I downloaded a file of Illumina paired reads from SRA. When split into _1 and _2 using the sratools fastq_dump --split-files, the fastq record IDs looks like this (I'm showing just the identifier lines of the first record in each file)
_1.fastq @SRR4734558.1 HWI-ST1117:138:C1HR1ACXX:5:1101:1451:1979 length=100 _2.fastq @SRR4734558.1 HWI-ST1117:138:C1HR1ACXX:5:1101:1451:1979 length=100
i.e., they're exactly the same in files _1 and _2. BWA-mem (v 0.7.15) is giving me error messages with these files, saying it can't find any FR pairs (and soon after, a core dump). This seems to be because there isn't any indication of '1' and '2' in the IDs. I tried adding '1:' and '2:' before the 'HWI' (using sed)
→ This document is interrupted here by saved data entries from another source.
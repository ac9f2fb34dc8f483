//! Metadata store test utilities.

use std::sync::Arc;
use stowage_metadata::{MetadataError, MetadataResult, MetadataStore, PostgresStore, SqliteStore};
use tempfile::TempDir;
use testcontainers::{ContainerAsync, ImageExt, runners::AsyncRunner};
use testcontainers_modules::postgres::Postgres;

/// Stable prefix for Docker/container startup failures in Postgres test setup.
/// Tests use this marker to decide whether to skip due to unavailable Docker.
pub const POSTGRES_CONTAINER_START_ERR_PREFIX: &str = "postgres-container-start:";

/// A test metadata store wrapper that cleans up on drop.
#[allow(dead_code)]
pub struct TestMetadata {
    pub store: Arc<dyn MetadataStore>,
    _temp_dir: TempDir,
}

impl TestMetadata {
    /// Create a new SQLite-backed test store in a temporary directory.
    pub async fn new() -> MetadataResult<Self> {
        let temp_dir = tempfile::tempdir().expect("Failed to create temp directory");
        let store = SqliteStore::new(temp_dir.path().join("test.db")).await?;

        Ok(Self {
            store: Arc::new(store),
            _temp_dir: temp_dir,
        })
    }

    /// Get a reference to the metadata store.
    pub fn store(&self) -> Arc<dyn MetadataStore> {
        self.store.clone()
    }
}

/// PostgreSQL test metadata store wrapper that manages a testcontainer.
#[allow(dead_code)]
pub struct PostgresTestMetadata {
    pub store: Arc<dyn MetadataStore>,
    _container: ContainerAsync<Postgres>,
}

impl PostgresTestMetadata {
    /// Create a new PostgreSQL test store with a testcontainer.
    pub async fn new() -> MetadataResult<Self> {
        let container = Postgres::default()
            .with_tag("15-alpine")
            .start()
            .await
            .map_err(|e| {
                MetadataError::Internal(format!(
                    "{} Failed to start PostgreSQL container: {e}",
                    POSTGRES_CONTAINER_START_ERR_PREFIX
                ))
            })?;

        let host = container.get_host().await.expect("Failed to get host");
        let port = container
            .get_host_port_ipv4(5432)
            .await
            .expect("Failed to get port");

        // Default credentials from testcontainers-modules postgres
        let url = format!("postgres://postgres:postgres@{}:{}/postgres", host, port);
        let store = PostgresStore::from_url(&url, 5, None).await?;

        Ok(Self {
            store: Arc::new(store),
            _container: container,
        })
    }

    /// Get a reference to the metadata store.
    pub fn store(&self) -> Arc<dyn MetadataStore> {
        self.store.clone()
    }
}

/// Run a test against both SQLite and PostgreSQL backends.
///
/// PostgreSQL is skipped when `SKIP_POSTGRES_TESTS` is set or Docker is not
/// available.
#[allow(dead_code)]
pub async fn run_metadata_test_both<F, Fut>(test_fn: F)
where
    F: Fn(Arc<dyn MetadataStore>) -> Fut + Clone,
    Fut: std::future::Future<Output = ()>,
{
    let sqlite = TestMetadata::new()
        .await
        .expect("Failed to create SQLite test metadata");
    test_fn.clone()(sqlite.store()).await;

    if std::env::var("SKIP_POSTGRES_TESTS").is_err() {
        match PostgresTestMetadata::new().await {
            Ok(postgres) => {
                test_fn(postgres.store()).await;
            }
            Err(err) if err.to_string().contains(POSTGRES_CONTAINER_START_ERR_PREFIX) => {
                eprintln!("Skipping PostgreSQL metadata tests: {err}");
            }
            Err(err) => panic!("PostgreSQL test store setup failed: {err}"),
        }
    }
}
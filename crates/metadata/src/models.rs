//! Database models mapping to the metadata schema.

use sqlx::FromRow;
use stowage_core::{IdempotencyKey, IdempotencyStatus, OwnerId};
use time::OffsetDateTime;
use uuid::Uuid;

// =============================================================================
// Idempotency records
// =============================================================================

/// One row per (owner, idempotency key).
#[derive(Debug, Clone, FromRow)]
pub struct IdempotencyRecordRow {
    pub id: i64,
    pub user_id: i64,
    pub idempotency_key: Uuid,
    /// Raw status string. Use [`IdempotencyRecordRow::status`] to interpret it.
    pub status: String,
    /// File written by the current or last attempt. Cleared once a failed
    /// attempt's file has been reclaimed.
    pub file_id: Option<i64>,
    pub response_json: Option<String>,
    /// Set when the record is failed.
    pub error_message: Option<String>,
    /// Optional correlation id of an external workflow.
    pub saga_id: Option<Uuid>,
    pub created_at: OffsetDateTime,
    pub updated_at: OffsetDateTime,
}

impl IdempotencyRecordRow {
    /// Parse the stored status. Unknown values are an internal consistency
    /// error and must never be guessed around.
    pub fn status(&self) -> stowage_core::Result<IdempotencyStatus> {
        self.status.parse()
    }

    pub fn key(&self) -> IdempotencyKey {
        IdempotencyKey::from(self.idempotency_key)
    }

    pub fn owner(&self) -> stowage_core::Result<OwnerId> {
        OwnerId::new(self.user_id)
    }
}

// =============================================================================
// Files
// =============================================================================

/// Stored file record.
#[derive(Debug, Clone, FromRow)]
pub struct FileRow {
    pub id: i64,
    pub user_id: i64,
    pub original_filename: String,
    /// Object store key. Written once at creation and never changed.
    pub stored_filename: String,
    pub content_type: String,
    pub file_size: i64,
    pub storage_url: String,
    pub bucket_name: String,
    pub uploaded_at: OffsetDateTime,
}

/// File record to insert; the id is assigned by the database.
#[derive(Debug, Clone)]
pub struct NewFileRow {
    pub user_id: i64,
    pub original_filename: String,
    pub stored_filename: String,
    pub content_type: String,
    pub file_size: i64,
    pub storage_url: String,
    pub bucket_name: String,
    pub uploaded_at: OffsetDateTime,
}

impl From<&FileRow> for stowage_core::FileInfoResponse {
    fn from(row: &FileRow) -> Self {
        Self {
            file_id: row.id,
            original_filename: row.original_filename.clone(),
            file_size: row.file_size,
            content_type: row.content_type.clone(),
            uploaded_at: row.uploaded_at,
        }
    }
}
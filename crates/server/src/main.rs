//! Stowage server binary.

use anyhow::{Context, Result};
use clap::Parser;
use figment::Figment;
use figment::providers::{Env, Format, Toml};
use std::net::SocketAddr;
use std::path::Path;
use stowage_core::config::{AppConfig, LogFormat};
use stowage_server::{AppState, create_router};
use tracing_subscriber::{Layer, layer::SubscriberExt, util::SubscriberInitExt};

/// Stowage - idempotent file upload service
#[derive(Parser, Debug)]
#[command(name = "stowaged")]
#[command(version, about, long_about = None)]
struct Args {
    /// Path to configuration file
    #[arg(
        short,
        long,
        env = "STOWAGE_CONFIG",
        default_value = "config/server.toml"
    )]
    config: String,
}

/// Load configuration from an optional TOML file overlaid with `STOWAGE_`
/// environment variables (`__` separates nested keys).
fn load_config(path: &str) -> Result<AppConfig> {
    let mut figment = Figment::new();
    if Path::new(path).exists() {
        figment = figment.merge(Toml::file(path));
    }
    figment
        .merge(Env::prefixed("STOWAGE_").ignore(&["CONFIG"]).split("__"))
        .extract()
        .context("failed to load configuration")
}

fn init_tracing(format: LogFormat) {
    let fmt_layer = match format {
        LogFormat::Json => tracing_subscriber::fmt::layer().json().boxed(),
        LogFormat::Text => tracing_subscriber::fmt::layer().boxed(),
    };

    tracing_subscriber::registry()
        .with(
            tracing_subscriber::EnvFilter::try_from_default_env()
                .unwrap_or_else(|_| "info,tower_http=info".into()),
        )
        .with(fmt_layer)
        .init();
}

#[tokio::main]
async fn main() -> Result<()> {
    let args = Args::parse();

    // Logging depends on the configured format, so load config first.
    let config = load_config(&args.config)?;
    init_tracing(config.server.log_format);

    tracing::info!("Stowage v{}", env!("CARGO_PKG_VERSION"));
    if Path::new(&args.config).exists() {
        tracing::info!(config_path = %args.config, "Loaded configuration from file");
    } else {
        tracing::info!(
            config_path = %args.config,
            "No config file found; using defaults and environment variables"
        );
    }

    config
        .validate()
        .map_err(anyhow::Error::msg)
        .context("invalid configuration")?;

    stowage_server::metrics::register_metrics();
    tracing::info!("Prometheus metrics registered");

    let storage = stowage_storage::from_config(&config.storage)
        .await
        .context("failed to initialize storage")?;
    // Fail fast rather than report healthy with unreachable storage.
    storage
        .health_check()
        .await
        .context("storage health check failed")?;
    tracing::info!(backend = storage.backend_name(), "Storage backend ready");

    let metadata = stowage_metadata::from_config(&config.metadata)
        .await
        .context("failed to initialize metadata store")?;
    tracing::info!(backend = metadata.backend_name(), "Metadata store ready");

    let cache = stowage_cache::from_config(&config.cache)
        .await
        .context("failed to initialize response cache")?;
    tracing::info!(backend = cache.backend_name(), "Response cache ready");

    let state = AppState::new(config.clone(), storage, metadata, cache);

    if config.cleanup.auto_schedule_enabled {
        let _reaper_handles = state.reaper.clone().spawn_schedulers();
        tracing::info!(
            stale_interval_secs = config.cleanup.stale_interval_secs,
            retention_interval_secs = config.cleanup.retention_interval_secs,
            "Cleanup reapers scheduled"
        );
    } else {
        tracing::info!("Automatic cleanup scheduling disabled");
    }

    let app = create_router(state);

    let addr: SocketAddr = config.server.bind.parse().context("invalid bind address")?;
    tracing::info!("Listening on {}", addr);

    let listener = tokio::net::TcpListener::bind(addr)
        .await
        .with_context(|| format!("failed to bind to {}", addr))?;
    axum::serve(
        listener,
        app.into_make_service_with_connect_info::<SocketAddr>(),
    )
    .await?;

    Ok(())
}
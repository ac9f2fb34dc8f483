//! Server test utilities.

use axum::body::Body;
use axum::http::{HeaderMap, Request, StatusCode};
use serde_json::Value;
use std::path::PathBuf;
use std::sync::Arc;
use stowage_cache::MemoryCache;
use stowage_core::config::{AppConfig, MetadataConfig, StorageConfig};
use stowage_metadata::{MetadataStore, SqliteStore};
use stowage_server::{AppState, create_router};
use stowage_storage::{FilesystemBackend, ObjectStore};
use tempfile::TempDir;
use tower::ServiceExt;

/// A test server wrapper with all dependencies.
/// Note: #[allow(dead_code)] because each test file compiles common/ separately.
#[allow(dead_code)]
pub struct TestServer {
    pub router: axum::Router,
    pub state: AppState,
    pub storage_path: PathBuf,
    _temp_dir: TempDir,
}

/// Status, headers and parsed JSON body of a response.
#[allow(dead_code)]
pub struct TestResponse {
    pub status: StatusCode,
    pub headers: HeaderMap,
    pub body: Value,
    pub raw: Vec<u8>,
}

#[allow(dead_code)]
impl TestServer {
    /// Create a new test server with temporary storage.
    pub async fn new() -> Self {
        Self::with_config(|_| {}).await
    }

    /// Create a test server with custom config modifications.
    pub async fn with_config<F>(modifier: F) -> Self
    where
        F: FnOnce(&mut AppConfig),
    {
        let temp_dir = tempfile::tempdir().expect("Failed to create temp directory");

        let storage_path = temp_dir.path().join("storage");
        let storage: Arc<dyn ObjectStore> = Arc::new(
            FilesystemBackend::new(&storage_path)
                .await
                .expect("Failed to create storage backend"),
        );

        let db_path = temp_dir.path().join("metadata.db");
        let metadata: Arc<dyn MetadataStore> = Arc::new(
            SqliteStore::new(&db_path)
                .await
                .expect("Failed to create metadata store"),
        );

        let mut config = AppConfig::for_testing();
        config.storage = StorageConfig::Filesystem {
            path: storage_path.clone(),
            public_base_url: None,
        };
        config.metadata = MetadataConfig::Sqlite { path: db_path };
        modifier(&mut config);

        let state = AppState::new(config, storage, metadata, Arc::new(MemoryCache::new(1000)));
        let router = create_router(state.clone());

        Self {
            router,
            state,
            storage_path,
            _temp_dir: temp_dir,
        }
    }

    /// Get access to the underlying metadata.
    pub fn metadata(&self) -> Arc<dyn MetadataStore> {
        self.state.metadata.clone()
    }

    /// Send a request through the router.
    pub async fn send(&self, request: Request<Body>) -> TestResponse {
        let response = self.router.clone().oneshot(request).await.unwrap();

        let status = response.status();
        let headers = response.headers().clone();
        let raw = axum::body::to_bytes(response.into_body(), usize::MAX)
            .await
            .unwrap()
            .to_vec();
        let body = if raw.is_empty() {
            Value::Null
        } else {
            serde_json::from_slice(&raw).unwrap_or(Value::Null)
        };

        TestResponse {
            status,
            headers,
            body,
            raw,
        }
    }

    /// Send a bodiless request as `user_id`.
    pub async fn request(&self, method: &str, uri: &str, user_id: Option<i64>) -> TestResponse {
        let mut builder = Request::builder().method(method).uri(uri);
        if let Some(user_id) = user_id {
            builder = builder.header("X-User-Id", user_id.to_string());
        }
        self.send(builder.body(Body::empty()).unwrap()).await
    }

    /// Number of stored objects under the storage root.
    pub fn object_count(&self) -> usize {
        fn walk(dir: &std::path::Path) -> usize {
            let Ok(entries) = std::fs::read_dir(dir) else {
                return 0;
            };
            entries
                .flatten()
                .map(|entry| {
                    let path = entry.path();
                    if path.is_dir() {
                        walk(&path)
                    } else {
                        1
                    }
                })
                .sum()
        }
        walk(&self.storage_path)
    }
}
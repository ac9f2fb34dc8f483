//! Metadata store error types.

use thiserror::Error;

/// Metadata store operation errors.
#[derive(Debug, Error)]
pub enum MetadataError {
    #[error("not found: {0}")]
    NotFound(String),

    /// A unique constraint rejected the write. For idempotency records this
    /// means a concurrent caller inserted the same (owner, key) first.
    #[error("already exists: {0}")]
    AlreadyExists(String),

    #[error("database error: {0}")]
    Database(#[from] sqlx::Error),

    #[error("I/O error: {0}")]
    Io(#[from] std::io::Error),

    #[error("invalid state transition: {from} -> {to}")]
    InvalidStateTransition { from: String, to: String },

    #[error("configuration error: {0}")]
    Config(String),

    #[error("internal error: {0}")]
    Internal(String),
}

impl From<MetadataError> for stowage_core::Error {
    fn from(e: MetadataError) -> Self {
        match e {
            MetadataError::NotFound(what) => stowage_core::Error::NotFound(what),
            MetadataError::InvalidStateTransition { .. } | MetadataError::Internal(_) => {
                stowage_core::Error::InternalConsistency(e.to_string())
            }
            other => stowage_core::Error::StorageUnavailable(other.to_string()),
        }
    }
}

/// Result type for metadata operations.
pub type MetadataResult<T> = std::result::Result<T, MetadataError>;
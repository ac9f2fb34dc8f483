//! Configuration types shared across crates.

use serde::{Deserialize, Serialize};
use std::path::PathBuf;
use time::Duration;

/// Server configuration.
#[derive(Clone, Debug, Serialize, Deserialize)]
pub struct ServerConfig {
    /// Bind address (e.g., "0.0.0.0:8080").
    #[serde(default = "default_bind")]
    pub bind: String,
    /// Maximum accepted request body for uploads, in bytes.
    #[serde(default = "default_max_upload_size_bytes")]
    pub max_upload_size_bytes: u64,
    /// Log output format.
    #[serde(default)]
    pub log_format: LogFormat,
    /// Enable the /metrics endpoint for Prometheus scraping (default: true).
    #[serde(default = "default_metrics_enabled")]
    pub metrics_enabled: bool,
}

/// Log output format for the tracing subscriber.
#[derive(Clone, Copy, Debug, Default, Serialize, Deserialize, PartialEq, Eq)]
#[serde(rename_all = "lowercase")]
pub enum LogFormat {
    /// Human-readable lines.
    #[default]
    Text,
    /// One JSON object per event.
    Json,
}

fn default_bind() -> String {
    "127.0.0.1:8080".to_string()
}

fn default_max_upload_size_bytes() -> u64 {
    1024 * 1024 * 1024 // 1 GiB
}

fn default_metrics_enabled() -> bool {
    true
}

impl Default for ServerConfig {
    fn default() -> Self {
        Self {
            bind: default_bind(),
            max_upload_size_bytes: default_max_upload_size_bytes(),
            log_format: LogFormat::default(),
            metrics_enabled: default_metrics_enabled(),
        }
    }
}

impl ServerConfig {
    pub fn validate(&self) -> Result<(), String> {
        if self.max_upload_size_bytes == 0 {
            return Err("server.max_upload_size_bytes cannot be 0".to_string());
        }
        if usize::try_from(self.max_upload_size_bytes).is_err() {
            return Err(format!(
                "server.max_upload_size_bytes {} does not fit in memory addressing on this platform",
                self.max_upload_size_bytes
            ));
        }
        Ok(())
    }
}

/// Storage backend configuration.
#[derive(Clone, Debug, Serialize, Deserialize)]
#[serde(tag = "type", rename_all = "lowercase")]
pub enum StorageConfig {
    /// Local filesystem storage.
    Filesystem {
        /// Root directory for storage.
        path: PathBuf,
        /// Base URL under which a file server exposes `path`.
        /// Download links fall back to `file://` URLs when unset.
        #[serde(default)]
        public_base_url: Option<String>,
    },
    /// S3-compatible storage.
    S3 {
        /// Bucket name.
        bucket: String,
        /// Optional endpoint URL (for MinIO, etc.).
        endpoint: Option<String>,
        /// AWS region.
        region: Option<String>,
        /// Optional key prefix.
        prefix: Option<String>,
        /// AWS access key ID. Falls back to AWS_ACCESS_KEY_ID env var if not set.
        /// WARNING: Prefer env vars or IAM roles over storing secrets in config files.
        access_key_id: Option<String>,
        /// AWS secret access key. Falls back to AWS_SECRET_ACCESS_KEY env var if not set.
        secret_access_key: Option<String>,
        /// Force path-style URLs (e.g., `endpoint/bucket/key` instead of `bucket.endpoint/key`).
        /// Required for MinIO and some S3-compatible services.
        #[serde(default)]
        force_path_style: bool,
    },
}

impl Default for StorageConfig {
    fn default() -> Self {
        Self::Filesystem {
            path: PathBuf::from("./data/storage"),
            public_base_url: None,
        }
    }
}

impl StorageConfig {
    /// Validate storage configuration invariants.
    pub fn validate(&self) -> Result<(), String> {
        match self {
            StorageConfig::S3 {
                bucket,
                access_key_id,
                secret_access_key,
                ..
            } => {
                if bucket.trim().is_empty() {
                    return Err("s3 config requires a non-empty bucket".to_string());
                }
                match (access_key_id.as_ref(), secret_access_key.as_ref()) {
                    (Some(_), Some(_)) | (None, None) => Ok(()),
                    _ => Err(
                        "s3 config requires both access_key_id and secret_access_key when either is set"
                            .to_string(),
                    ),
                }
            }
            StorageConfig::Filesystem {
                public_base_url: Some(url),
                ..
            } if !(url.starts_with("http://") || url.starts_with("https://")) => Err(format!(
                "filesystem public_base_url must be an http(s) URL, got '{url}'"
            )),
            StorageConfig::Filesystem { .. } => Ok(()),
        }
    }
}

/// PostgreSQL SSL mode configuration.
#[derive(Clone, Copy, Debug, Default, Serialize, Deserialize, PartialEq, Eq)]
#[serde(rename_all = "lowercase")]
pub enum PgSslMode {
    /// Disable SSL/TLS entirely.
    Disable,
    /// Prefer SSL/TLS but allow unencrypted connections (default).
    #[default]
    Prefer,
    /// Require SSL/TLS for all connections.
    Require,
}

/// Metadata store configuration.
#[derive(Clone, Debug, Serialize, Deserialize)]
#[serde(tag = "type", rename_all = "lowercase")]
pub enum MetadataConfig {
    /// SQLite database (testing and single-node deployments).
    Sqlite {
        /// Database file path.
        path: PathBuf,
    },
    /// PostgreSQL database.
    Postgres {
        /// Connection URL. Takes precedence over individual fields if both are provided.
        url: Option<String>,
        host: Option<String>,
        #[serde(default = "default_pg_port")]
        port: Option<u16>,
        username: Option<String>,
        /// WARNING: Prefer STOWAGE_METADATA__PASSWORD env var over storing in config.
        password: Option<String>,
        database: Option<String>,
        ssl_mode: Option<PgSslMode>,
        /// Maximum connections in the pool.
        #[serde(default = "default_max_connections")]
        max_connections: u32,
        /// Statement timeout in milliseconds. PostgreSQL cancels queries
        /// that exceed this duration.
        #[serde(default = "default_statement_timeout_ms")]
        statement_timeout_ms: Option<u64>,
    },
}

fn default_max_connections() -> u32 {
    10
}

fn default_pg_port() -> Option<u16> {
    Some(5432)
}

fn default_statement_timeout_ms() -> Option<u64> {
    Some(30_000)
}

impl Default for MetadataConfig {
    fn default() -> Self {
        Self::Sqlite {
            path: PathBuf::from("./data/metadata.db"),
        }
    }
}

impl MetadataConfig {
    /// Validate metadata configuration invariants.
    pub fn validate(&self) -> Result<(), String> {
        match self {
            MetadataConfig::Sqlite { .. } => Ok(()),
            MetadataConfig::Postgres {
                url,
                host,
                database,
                max_connections,
                ..
            } => {
                if *max_connections == 0 {
                    return Err("postgres max_connections cannot be 0".to_string());
                }
                match (url.as_ref(), host.as_ref(), database.as_ref()) {
                    (Some(_), _, _) => Ok(()),
                    (None, Some(_), Some(_)) => Ok(()),
                    (None, None, _) => Err(
                        "postgres config requires either 'url' or 'host' + 'database'".to_string(),
                    ),
                    (None, Some(_), None) => Err(
                        "postgres config requires 'database' when using individual fields"
                            .to_string(),
                    ),
                }
            }
        }
    }
}

/// Response cache configuration.
#[derive(Clone, Debug, Serialize, Deserialize)]
#[serde(tag = "type", rename_all = "lowercase")]
pub enum CacheConfig {
    /// In-process cache. Lost on restart, not shared between replicas.
    Memory {
        #[serde(default = "default_cache_max_entries")]
        max_entries: usize,
    },
    /// Redis (or compatible) server shared by all replicas.
    Redis {
        /// Connection URL, e.g. `redis://localhost:6379`.
        url: String,
    },
    /// No cache; every decision reads the metadata store.
    None,
}

fn default_cache_max_entries() -> usize {
    100_000
}

impl Default for CacheConfig {
    fn default() -> Self {
        Self::Memory {
            max_entries: default_cache_max_entries(),
        }
    }
}

impl CacheConfig {
    pub fn validate(&self) -> Result<(), String> {
        match self {
            CacheConfig::Memory { max_entries: 0 } => {
                Err("cache.max_entries cannot be 0; use type = \"none\" to disable".to_string())
            }
            CacheConfig::Redis { url }
                if !(url.starts_with("redis://")
                    || url.starts_with("rediss://")
                    || url.starts_with("unix://")) =>
            {
                Err(format!("cache.url must be a redis:// URL, got '{url}'"))
            }
            _ => Ok(()),
        }
    }
}

/// Idempotency protocol configuration.
#[derive(Clone, Debug, Serialize, Deserialize)]
pub struct IdempotencyConfig {
    /// How long completed responses stay in the response cache.
    #[serde(default = "default_cache_ttl_secs")]
    pub cache_ttl_secs: u64,
    /// Lifetime of generated download links.
    #[serde(default = "default_presign_ttl_secs")]
    pub presign_ttl_secs: u64,
    /// Regenerate the download link when replaying a completed upload.
    /// Off by default so replays are byte-identical to the first response.
    #[serde(default)]
    pub refresh_download_url_on_replay: bool,
}

fn default_cache_ttl_secs() -> u64 {
    86400 // 24 hours
}

fn default_presign_ttl_secs() -> u64 {
    3600 // 1 hour
}

impl Default for IdempotencyConfig {
    fn default() -> Self {
        Self {
            cache_ttl_secs: default_cache_ttl_secs(),
            presign_ttl_secs: default_presign_ttl_secs(),
            refresh_download_url_on_replay: false,
        }
    }
}

impl IdempotencyConfig {
    pub fn cache_ttl(&self) -> std::time::Duration {
        std::time::Duration::from_secs(self.cache_ttl_secs)
    }

    pub fn presign_ttl(&self) -> std::time::Duration {
        std::time::Duration::from_secs(self.presign_ttl_secs)
    }

    pub fn validate(&self) -> Result<(), String> {
        if self.cache_ttl_secs == 0 {
            return Err("idempotency.cache_ttl_secs cannot be 0".to_string());
        }
        // SigV4 presigned URLs are capped at 7 days.
        if self.presign_ttl_secs == 0 || self.presign_ttl_secs > 7 * 86400 {
            return Err(format!(
                "idempotency.presign_ttl_secs must be between 1 and {}, got {}",
                7 * 86400,
                self.presign_ttl_secs
            ));
        }
        Ok(())
    }
}

/// Background reaper configuration.
#[derive(Clone, Debug, Serialize, Deserialize)]
pub struct CleanupConfig {
    /// Age after which an in-progress record is considered abandoned.
    #[serde(default = "default_stale_timeout_secs")]
    pub stale_timeout_secs: u64,
    /// Interval between stale operation sweeps.
    #[serde(default = "default_stale_interval_secs")]
    pub stale_interval_secs: u64,
    /// Maximum records handled by one stale sweep.
    #[serde(default = "default_stale_batch_size")]
    pub stale_batch_size: u32,
    /// Terminal records older than this many days are deleted.
    #[serde(default = "default_retention_days")]
    pub retention_days: u32,
    /// Interval between retention sweeps.
    #[serde(default = "default_retention_interval_secs")]
    pub retention_interval_secs: u64,
    /// Run both reapers on their timers. Manual sweeps work either way.
    #[serde(default = "default_auto_schedule_enabled")]
    pub auto_schedule_enabled: bool,
}

fn default_stale_timeout_secs() -> u64 {
    300 // 5 minutes
}

fn default_stale_interval_secs() -> u64 {
    300 // 5 minutes
}

fn default_stale_batch_size() -> u32 {
    100
}

fn default_retention_days() -> u32 {
    30
}

fn default_retention_interval_secs() -> u64 {
    86400 // daily
}

fn default_auto_schedule_enabled() -> bool {
    true
}

impl Default for CleanupConfig {
    fn default() -> Self {
        Self {
            stale_timeout_secs: default_stale_timeout_secs(),
            stale_interval_secs: default_stale_interval_secs(),
            stale_batch_size: default_stale_batch_size(),
            retention_days: default_retention_days(),
            retention_interval_secs: default_retention_interval_secs(),
            auto_schedule_enabled: default_auto_schedule_enabled(),
        }
    }
}

impl CleanupConfig {
    /// Get the stale timeout as a Duration.
    pub fn stale_timeout(&self) -> Duration {
        let secs = i64::try_from(self.stale_timeout_secs).unwrap_or(i64::MAX);
        Duration::seconds(secs)
    }

    /// Get the retention window as a Duration.
    pub fn retention(&self) -> Duration {
        Duration::days(i64::from(self.retention_days))
    }

    pub fn stale_interval(&self) -> std::time::Duration {
        std::time::Duration::from_secs(self.stale_interval_secs)
    }

    pub fn retention_interval(&self) -> std::time::Duration {
        std::time::Duration::from_secs(self.retention_interval_secs)
    }

    /// Validate cleanup configuration for dangerous settings.
    pub fn validate(&self) -> Result<(), String> {
        // tokio::time::interval panics on a zero period
        if self.stale_interval_secs == 0 {
            return Err("cleanup.stale_interval_secs cannot be 0".to_string());
        }
        if self.retention_interval_secs == 0 {
            return Err("cleanup.retention_interval_secs cannot be 0".to_string());
        }
        if self.stale_timeout_secs == 0 {
            return Err(
                "cleanup.stale_timeout_secs cannot be 0 (every in-flight upload would be reaped)"
                    .to_string(),
            );
        }
        if self.stale_timeout_secs > i64::MAX as u64 {
            return Err(format!(
                "cleanup.stale_timeout_secs {} exceeds maximum value {}",
                self.stale_timeout_secs,
                i64::MAX
            ));
        }
        if self.stale_batch_size == 0 {
            return Err("cleanup.stale_batch_size cannot be 0".to_string());
        }
        if self.retention_days == 0 {
            return Err("cleanup.retention_days cannot be 0".to_string());
        }
        Ok(())
    }
}

/// Complete application configuration.
#[derive(Clone, Debug, Default, Serialize, Deserialize)]
pub struct AppConfig {
    #[serde(default)]
    pub server: ServerConfig,
    #[serde(default)]
    pub storage: StorageConfig,
    #[serde(default)]
    pub metadata: MetadataConfig,
    #[serde(default)]
    pub cache: CacheConfig,
    #[serde(default)]
    pub idempotency: IdempotencyConfig,
    #[serde(default)]
    pub cleanup: CleanupConfig,
}

impl AppConfig {
    /// Create a test configuration with sensible defaults.
    ///
    /// **For testing only.** Uses filesystem storage, SQLite metadata, an
    /// in-memory cache, and no background scheduling.
    pub fn for_testing() -> Self {
        Self {
            cleanup: CleanupConfig {
                auto_schedule_enabled: false,
                ..CleanupConfig::default()
            },
            ..Self::default()
        }
    }

    /// Validate every section, returning the first error.
    pub fn validate(&self) -> Result<(), String> {
        self.server.validate()?;
        self.storage.validate()?;
        self.metadata.validate()?;
        self.cache.validate()?;
        self.idempotency.validate()?;
        self.cleanup.validate()?;
        Ok(())
    }
}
_1.fastq @SRR4734558.1 1:HWI-ST1117:138:C1HR1ACXX:5:1101:1451:1979 length=100 _2.fastq @SRR4734558.1 2:HWI-ST1117:138:C1HR1ACXX:5:1101:1451:1979 length=100
but BWA still didn't find FR pairs.
I also tried reducing the ID to a string with no space, and adding /1 and /2 to the end of the ID lines
_1.fastaq @HWI-ST1117:138:C1HR1ACXX:5:1101:1451:1979/1 _2.fastq @HWI-ST1117:138:C1HR1ACXX:5:1101:1451:1979/2
But BWA still does not see them as a FR pair. (It only sees reads as FF and RR in all of these cases)
So, what is the proper way to indicate '1' and '2' so that BWA still them as FR? Or is there something wrong with this version of BWA? (I am requesting our HPC IT to install the latest) . NB I confirmed that there are no duplicate IDs within either file.